> [Task brief] Among the entries below, which lines include the string "total"? Show each one.

BEGIN Data records

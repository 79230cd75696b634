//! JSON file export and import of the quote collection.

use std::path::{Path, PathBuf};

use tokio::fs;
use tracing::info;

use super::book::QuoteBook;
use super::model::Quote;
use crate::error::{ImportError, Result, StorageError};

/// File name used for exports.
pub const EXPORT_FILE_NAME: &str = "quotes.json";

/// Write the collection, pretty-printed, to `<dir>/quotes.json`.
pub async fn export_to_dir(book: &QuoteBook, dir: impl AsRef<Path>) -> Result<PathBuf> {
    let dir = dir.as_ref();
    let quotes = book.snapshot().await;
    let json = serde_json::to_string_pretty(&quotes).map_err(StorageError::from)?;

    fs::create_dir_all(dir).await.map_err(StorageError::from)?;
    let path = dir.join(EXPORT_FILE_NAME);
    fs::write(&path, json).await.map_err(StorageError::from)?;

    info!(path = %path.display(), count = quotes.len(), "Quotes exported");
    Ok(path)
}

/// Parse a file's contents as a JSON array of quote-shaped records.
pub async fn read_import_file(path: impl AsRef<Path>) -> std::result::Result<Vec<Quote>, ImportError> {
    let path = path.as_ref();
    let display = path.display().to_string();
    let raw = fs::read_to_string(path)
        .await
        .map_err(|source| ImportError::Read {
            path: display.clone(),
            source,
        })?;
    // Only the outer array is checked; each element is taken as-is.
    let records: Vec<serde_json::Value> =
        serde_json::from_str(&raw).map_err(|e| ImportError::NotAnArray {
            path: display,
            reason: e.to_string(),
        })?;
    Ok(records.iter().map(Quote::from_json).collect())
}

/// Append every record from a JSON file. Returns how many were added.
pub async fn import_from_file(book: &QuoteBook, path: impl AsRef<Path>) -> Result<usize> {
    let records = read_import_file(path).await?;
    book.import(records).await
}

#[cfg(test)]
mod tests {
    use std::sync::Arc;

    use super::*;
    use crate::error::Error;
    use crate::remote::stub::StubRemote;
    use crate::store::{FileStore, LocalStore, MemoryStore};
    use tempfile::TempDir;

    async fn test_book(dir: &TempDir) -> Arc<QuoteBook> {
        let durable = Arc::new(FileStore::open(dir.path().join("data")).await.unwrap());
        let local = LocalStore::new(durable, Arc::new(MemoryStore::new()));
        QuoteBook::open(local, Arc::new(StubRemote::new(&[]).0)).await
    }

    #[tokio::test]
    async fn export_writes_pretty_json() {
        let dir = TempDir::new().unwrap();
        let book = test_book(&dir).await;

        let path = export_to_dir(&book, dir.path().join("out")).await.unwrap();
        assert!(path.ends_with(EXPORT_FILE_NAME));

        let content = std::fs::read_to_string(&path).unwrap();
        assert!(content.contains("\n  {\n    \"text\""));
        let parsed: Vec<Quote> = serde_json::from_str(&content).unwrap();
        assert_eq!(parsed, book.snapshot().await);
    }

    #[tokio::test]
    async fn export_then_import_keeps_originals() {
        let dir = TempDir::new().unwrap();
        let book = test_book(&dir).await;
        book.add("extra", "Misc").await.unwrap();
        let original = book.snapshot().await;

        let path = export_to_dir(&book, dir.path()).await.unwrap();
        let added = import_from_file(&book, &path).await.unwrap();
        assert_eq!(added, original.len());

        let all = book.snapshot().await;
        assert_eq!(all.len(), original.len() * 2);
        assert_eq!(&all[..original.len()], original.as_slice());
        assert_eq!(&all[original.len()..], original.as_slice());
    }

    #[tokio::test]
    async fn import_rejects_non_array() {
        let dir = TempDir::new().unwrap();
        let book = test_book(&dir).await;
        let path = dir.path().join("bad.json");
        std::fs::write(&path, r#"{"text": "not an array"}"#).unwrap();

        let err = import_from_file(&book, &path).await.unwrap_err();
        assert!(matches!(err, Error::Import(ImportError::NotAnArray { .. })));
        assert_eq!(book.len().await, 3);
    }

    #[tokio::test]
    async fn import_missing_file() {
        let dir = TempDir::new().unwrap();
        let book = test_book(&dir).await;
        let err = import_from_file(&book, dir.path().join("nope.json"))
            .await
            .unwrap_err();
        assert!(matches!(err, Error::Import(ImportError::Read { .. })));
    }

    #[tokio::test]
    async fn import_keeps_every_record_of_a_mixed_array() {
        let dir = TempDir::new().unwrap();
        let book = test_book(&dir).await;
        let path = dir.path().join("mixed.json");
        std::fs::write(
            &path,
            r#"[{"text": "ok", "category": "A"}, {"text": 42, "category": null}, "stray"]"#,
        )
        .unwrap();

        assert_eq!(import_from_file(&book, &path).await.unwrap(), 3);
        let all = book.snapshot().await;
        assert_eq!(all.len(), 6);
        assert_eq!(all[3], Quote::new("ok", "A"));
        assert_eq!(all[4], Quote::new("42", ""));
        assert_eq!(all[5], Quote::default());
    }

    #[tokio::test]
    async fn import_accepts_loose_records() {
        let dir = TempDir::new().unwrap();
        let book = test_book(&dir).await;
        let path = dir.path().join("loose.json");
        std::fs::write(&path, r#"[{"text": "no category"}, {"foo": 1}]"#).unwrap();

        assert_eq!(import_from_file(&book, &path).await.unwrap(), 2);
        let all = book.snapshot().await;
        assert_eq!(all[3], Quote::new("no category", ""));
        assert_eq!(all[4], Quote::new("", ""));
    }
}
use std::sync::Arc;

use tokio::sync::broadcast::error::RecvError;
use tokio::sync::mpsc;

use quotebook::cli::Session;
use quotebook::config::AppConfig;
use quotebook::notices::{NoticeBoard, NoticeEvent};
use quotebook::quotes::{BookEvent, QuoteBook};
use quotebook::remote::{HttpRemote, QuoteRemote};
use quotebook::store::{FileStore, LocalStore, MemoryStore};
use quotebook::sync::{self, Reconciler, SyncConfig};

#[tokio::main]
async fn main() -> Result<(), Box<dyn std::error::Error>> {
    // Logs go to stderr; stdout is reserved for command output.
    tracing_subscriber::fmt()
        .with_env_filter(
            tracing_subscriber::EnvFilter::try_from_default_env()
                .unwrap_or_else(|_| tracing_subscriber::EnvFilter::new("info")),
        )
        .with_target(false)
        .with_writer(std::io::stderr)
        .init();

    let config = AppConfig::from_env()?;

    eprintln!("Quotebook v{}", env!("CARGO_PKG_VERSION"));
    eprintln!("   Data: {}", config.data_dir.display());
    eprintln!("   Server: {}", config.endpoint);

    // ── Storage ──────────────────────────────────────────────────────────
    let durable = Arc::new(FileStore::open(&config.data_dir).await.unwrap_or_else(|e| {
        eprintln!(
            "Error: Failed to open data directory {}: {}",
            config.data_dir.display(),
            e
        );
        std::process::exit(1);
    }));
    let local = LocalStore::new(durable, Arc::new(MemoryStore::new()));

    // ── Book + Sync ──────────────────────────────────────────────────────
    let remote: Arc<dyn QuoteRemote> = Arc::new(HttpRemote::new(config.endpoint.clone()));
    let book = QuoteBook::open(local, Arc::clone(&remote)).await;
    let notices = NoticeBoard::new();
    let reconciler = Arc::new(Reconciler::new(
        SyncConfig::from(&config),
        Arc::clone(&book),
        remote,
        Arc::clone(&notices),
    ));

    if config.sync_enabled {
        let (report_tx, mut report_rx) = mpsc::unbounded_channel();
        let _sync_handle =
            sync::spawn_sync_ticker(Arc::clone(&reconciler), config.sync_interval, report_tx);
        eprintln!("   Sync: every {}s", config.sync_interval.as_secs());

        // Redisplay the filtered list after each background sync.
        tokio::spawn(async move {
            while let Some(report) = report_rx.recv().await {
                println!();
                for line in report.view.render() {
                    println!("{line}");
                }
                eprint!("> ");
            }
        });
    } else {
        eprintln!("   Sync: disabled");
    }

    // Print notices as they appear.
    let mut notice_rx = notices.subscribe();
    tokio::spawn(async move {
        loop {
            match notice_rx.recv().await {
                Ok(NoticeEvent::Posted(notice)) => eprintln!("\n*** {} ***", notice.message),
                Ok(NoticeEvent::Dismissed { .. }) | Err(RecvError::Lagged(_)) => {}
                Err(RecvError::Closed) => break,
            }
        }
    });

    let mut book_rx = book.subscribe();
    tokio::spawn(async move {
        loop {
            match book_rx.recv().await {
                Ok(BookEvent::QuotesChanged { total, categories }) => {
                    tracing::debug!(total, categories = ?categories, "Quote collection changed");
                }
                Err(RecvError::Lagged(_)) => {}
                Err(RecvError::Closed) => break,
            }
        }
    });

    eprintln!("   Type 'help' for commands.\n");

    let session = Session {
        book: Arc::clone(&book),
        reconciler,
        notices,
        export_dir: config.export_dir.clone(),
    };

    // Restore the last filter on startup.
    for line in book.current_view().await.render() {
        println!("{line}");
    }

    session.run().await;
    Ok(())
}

END Data records
BEGIN Data records

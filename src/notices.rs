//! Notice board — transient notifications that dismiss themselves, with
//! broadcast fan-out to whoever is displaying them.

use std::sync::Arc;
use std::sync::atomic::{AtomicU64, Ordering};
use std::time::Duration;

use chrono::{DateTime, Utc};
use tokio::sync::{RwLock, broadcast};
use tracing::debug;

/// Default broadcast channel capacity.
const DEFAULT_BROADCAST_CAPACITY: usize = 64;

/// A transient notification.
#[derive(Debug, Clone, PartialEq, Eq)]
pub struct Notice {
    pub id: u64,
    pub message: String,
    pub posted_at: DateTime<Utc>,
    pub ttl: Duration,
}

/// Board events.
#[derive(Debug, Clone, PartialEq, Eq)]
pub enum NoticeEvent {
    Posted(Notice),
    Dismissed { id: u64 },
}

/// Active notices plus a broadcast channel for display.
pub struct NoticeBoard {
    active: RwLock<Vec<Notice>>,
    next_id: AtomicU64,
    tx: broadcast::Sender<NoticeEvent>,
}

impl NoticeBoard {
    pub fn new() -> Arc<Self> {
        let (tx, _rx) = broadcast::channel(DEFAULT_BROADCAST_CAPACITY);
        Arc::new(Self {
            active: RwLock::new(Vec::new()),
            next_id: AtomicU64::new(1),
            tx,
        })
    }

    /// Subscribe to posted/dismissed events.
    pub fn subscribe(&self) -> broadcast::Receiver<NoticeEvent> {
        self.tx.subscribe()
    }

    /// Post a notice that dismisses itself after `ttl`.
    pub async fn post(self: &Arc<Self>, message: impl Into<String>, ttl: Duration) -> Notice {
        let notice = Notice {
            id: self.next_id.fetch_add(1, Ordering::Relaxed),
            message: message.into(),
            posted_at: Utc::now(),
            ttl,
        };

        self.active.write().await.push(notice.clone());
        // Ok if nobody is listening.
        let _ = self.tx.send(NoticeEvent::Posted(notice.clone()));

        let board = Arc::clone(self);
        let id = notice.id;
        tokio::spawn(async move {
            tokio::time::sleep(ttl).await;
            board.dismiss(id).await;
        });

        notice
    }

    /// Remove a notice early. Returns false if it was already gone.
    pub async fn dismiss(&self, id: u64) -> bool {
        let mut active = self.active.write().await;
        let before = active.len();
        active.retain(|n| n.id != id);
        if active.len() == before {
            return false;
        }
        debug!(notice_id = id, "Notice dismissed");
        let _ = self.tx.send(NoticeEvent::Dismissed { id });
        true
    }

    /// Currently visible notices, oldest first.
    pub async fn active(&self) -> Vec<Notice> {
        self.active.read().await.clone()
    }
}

END Data records

> [Answer for the task]
                Ok(BookEvent::QuotesChanged { total, categories }) => {
                    tracing::debug!(total, categories = ?categories, "Quote collection changed");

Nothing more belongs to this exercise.